4. Auditing the cash flow
Auditing the organisation’s cash management practices to assure there is a cash reserves policy and minimum cash holding limit in place to see the organisation through an unexpected crisis.
5. Risk mitigation and recovery
When an unforeseen crisis such as a pandemic occurs, provide immediate internal audit services to the mitigation, and then later to the return to business-as-usual effort.
6. Ensure technical capabilities are performing properly:
Simple tasks such as ensuring team members have the ability to work remotely, VPN access is working, and documents are placed in the cloud (such as OneDrive or Google Drive) are the basics which can sometimes be overlooked. Most organizations already have features such as Teams, OneDrive or Google Drive available which can be accessed should VPN services become unavailable. Ensuring working papers are maintained on the cloud can help avoid disruption should audit team members need to work remotely.
7. Promoting a risk culture
The human aspect of this crisis is fundamental and should also be explicitly addressed when implementing hard risk mitigating and BC measures. Risk professionals can actively take up the role ensuring that the risk management and business continuity measures:
· are clearly defined and understood,
· are made visible in the organization,
· involve the entire organization,
· are fully applied by top management,
· are executable,
· can be openly discussed,
· are enforced,
· are continuously improved.
When faced with COVID-19, internal audit executives may understandably feel they’re in uncharted territory.
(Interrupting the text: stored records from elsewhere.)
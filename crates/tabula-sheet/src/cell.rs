use std::cell::OnceCell;
use std::collections::BTreeSet;

use tabula_core::{CellLookup, CellValue, Position};
use tabula_formula::{parse_formula, Formula, ParseError};

/// Leading character that marks a formula
pub const FORMULA_SIGN: char = '=';
/// Leading character that keeps text from being read as a formula
pub const ESCAPE_SIGN: char = '\'';

/// The content of a cell
#[derive(Debug, Clone, Default)]
pub enum CellContent {
    #[default]
    Empty,
    /// Raw text exactly as written, escape sign included
    Text(String),
    Formula(Formula),
}

impl CellContent {
    /// Classify user input
    ///
    /// Empty input is [`CellContent::Empty`]; input starting with `=` and longer than
    /// the sign alone is parsed as a formula; everything else is stored verbatim.
    pub fn parse(text: String) -> Result<Self, ParseError> {
        if text.is_empty() {
            return Ok(CellContent::Empty);
        }

        match text.strip_prefix(FORMULA_SIGN) {
            Some(expression) if !expression.is_empty() => {
                parse_formula(expression).map(CellContent::Formula)
            }
            _ => Ok(CellContent::Text(text)),
        }
    }

    /// Get the text a user would see when editing
    pub fn text(&self) -> String {
        match self {
            CellContent::Empty => String::new(),
            CellContent::Text(text) => text.clone(),
            CellContent::Formula(formula) => format!("{}{}", FORMULA_SIGN, formula.expression()),
        }
    }

    /// Positions this content reads from, sorted and deduplicated
    pub fn referenced_cells(&self) -> Vec<Position> {
        match self {
            CellContent::Formula(formula) => formula.referenced_cells(),
            _ => Vec::new(),
        }
    }

    pub fn is_empty(&self) -> bool {
        matches!(self, CellContent::Empty)
    }

    pub fn is_formula(&self) -> bool {
        matches!(self, CellContent::Formula(_))
    }
}

/// A materialized cell: its content, the memoized formula result, and both
/// directions of its dependency edges
///
/// Edges are positions, never references, so a removed cell simply stops resolving.
#[derive(Debug, Default)]
pub struct Cell {
    content: CellContent,
    /// Written only by evaluation, cleared only by invalidation
    cache: OnceCell<CellValue>,
    /// Cells this cell's formula reads from
    references: BTreeSet<Position>,
    /// Cells whose formulas read from this cell
    dependents: BTreeSet<Position>,
}

impl Cell {
    pub fn new() -> Self {
        Self::default()
    }

    pub fn content(&self) -> &CellContent {
        &self.content
    }

    pub fn text(&self) -> String {
        self.content.text()
    }

    pub fn references(&self) -> &BTreeSet<Position> {
        &self.references
    }

    pub fn dependents(&self) -> &BTreeSet<Position> {
        &self.dependents
    }

    /// The memoized formula result, if one is present
    pub fn cached_value(&self) -> Option<&CellValue> {
        self.cache.get()
    }

    /// Whether reading this cell's value would run the formula engine
    pub fn needs_evaluation(&self) -> bool {
        self.content.is_formula() && self.cache.get().is_none()
    }

    /// Compute the value, reading other cells through `lookup`
    ///
    /// Formula results, including error values, are memoized until invalidated.
    pub fn value_with<L>(&self, lookup: &L) -> CellValue
    where
        L: CellLookup + ?Sized,
    {
        match &self.content {
            CellContent::Empty => CellValue::Number(0.0),
            CellContent::Text(text) => {
                let value = text.strip_prefix(ESCAPE_SIGN).unwrap_or(text);
                CellValue::Text(value.to_string())
            }
            CellContent::Formula(formula) => self
                .cache
                .get_or_init(|| formula.evaluate(lookup).into())
                .clone(),
        }
    }

    pub(crate) fn set_content(&mut self, content: CellContent) {
        self.content = content;
        self.cache = OnceCell::new();
    }

    /// Drop the memoized result, reporting whether one was present
    pub(crate) fn clear_cache(&mut self) -> bool {
        self.cache.take().is_some()
    }

    pub(crate) fn references_mut(&mut self) -> &mut BTreeSet<Position> {
        &mut self.references
    }

    pub(crate) fn dependents_mut(&mut self) -> &mut BTreeSet<Position> {
        &mut self.dependents
    }
}

#[cfg(test)]
mod tests {
    use super::*;
    use tabula_core::FormulaError;

    fn no_cells(_: Position) -> Option<CellValue> {
        None
    }

    fn cell_with(text: &str) -> Cell {
        let mut cell = Cell::new();
        cell.set_content(CellContent::parse(text.to_string()).unwrap());
        cell
    }

    #[test]
    fn test_classification() {
        assert!(matches!(CellContent::parse(String::new()), Ok(CellContent::Empty)));
        assert!(matches!(CellContent::parse("hello".to_string()), Ok(CellContent::Text(t)) if t == "hello"));
        assert!(matches!(CellContent::parse("=".to_string()), Ok(CellContent::Text(t)) if t == "="));
        assert!(matches!(CellContent::parse("=1+2".to_string()), Ok(CellContent::Formula(_))));
        assert!(matches!(CellContent::parse("'=1+2".to_string()), Ok(CellContent::Text(t)) if t == "'=1+2"));
        assert!(CellContent::parse("=1+".to_string()).is_err());
    }

    #[test]
    fn test_empty_cell() {
        let cell = Cell::new();
        assert_eq!(cell.value_with(&no_cells), CellValue::Number(0.0));
        assert_eq!(cell.text(), "");
        assert!(cell.references().is_empty());
    }

    #[test]
    fn test_escape_sign_only_affects_value() {
        let cell = cell_with("'=1+2");
        assert_eq!(cell.text(), "'=1+2");
        assert_eq!(cell.value_with(&no_cells), CellValue::Text("=1+2".to_string()));

        let cell = cell_with("''quoted");
        assert_eq!(cell.value_with(&no_cells), CellValue::Text("'quoted".to_string()));

        let cell = cell_with("'");
        assert_eq!(cell.value_with(&no_cells), CellValue::Text(String::new()));
    }

    #[test]
    fn test_formula_text_is_canonical() {
        let cell = cell_with("= ( 1 + 2 ) * A1 ");
        assert_eq!(cell.text(), "=(1+2)*A1");
        assert_eq!(cell.content().referenced_cells(), vec![Position::new(0, 0)]);
    }

    #[test]
    fn test_formula_value_is_memoized() {
        let mut cell = cell_with("=1/0");
        assert!(cell.needs_evaluation());
        assert_eq!(cell.value_with(&no_cells), CellValue::Error(FormulaError::Arithmetic));
        assert_eq!(cell.cached_value(), Some(&CellValue::Error(FormulaError::Arithmetic)));
        assert!(!cell.needs_evaluation());

        assert!(cell.clear_cache());
        assert!(!cell.clear_cache());
        assert!(cell.needs_evaluation());
    }
}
Companies are dealing with an avalanche of new challenges — which demand rapid responses in an environment that changes by the hour.
In these challenging times, internal audit executives have an obligation to help their companies manage the most critical risks COVID-19 has either created or magnified. While business leaders juggle the dual imperative of crisis response and operational continuity, internal audit executives can help them weigh risks and opportunities to inform their decisions.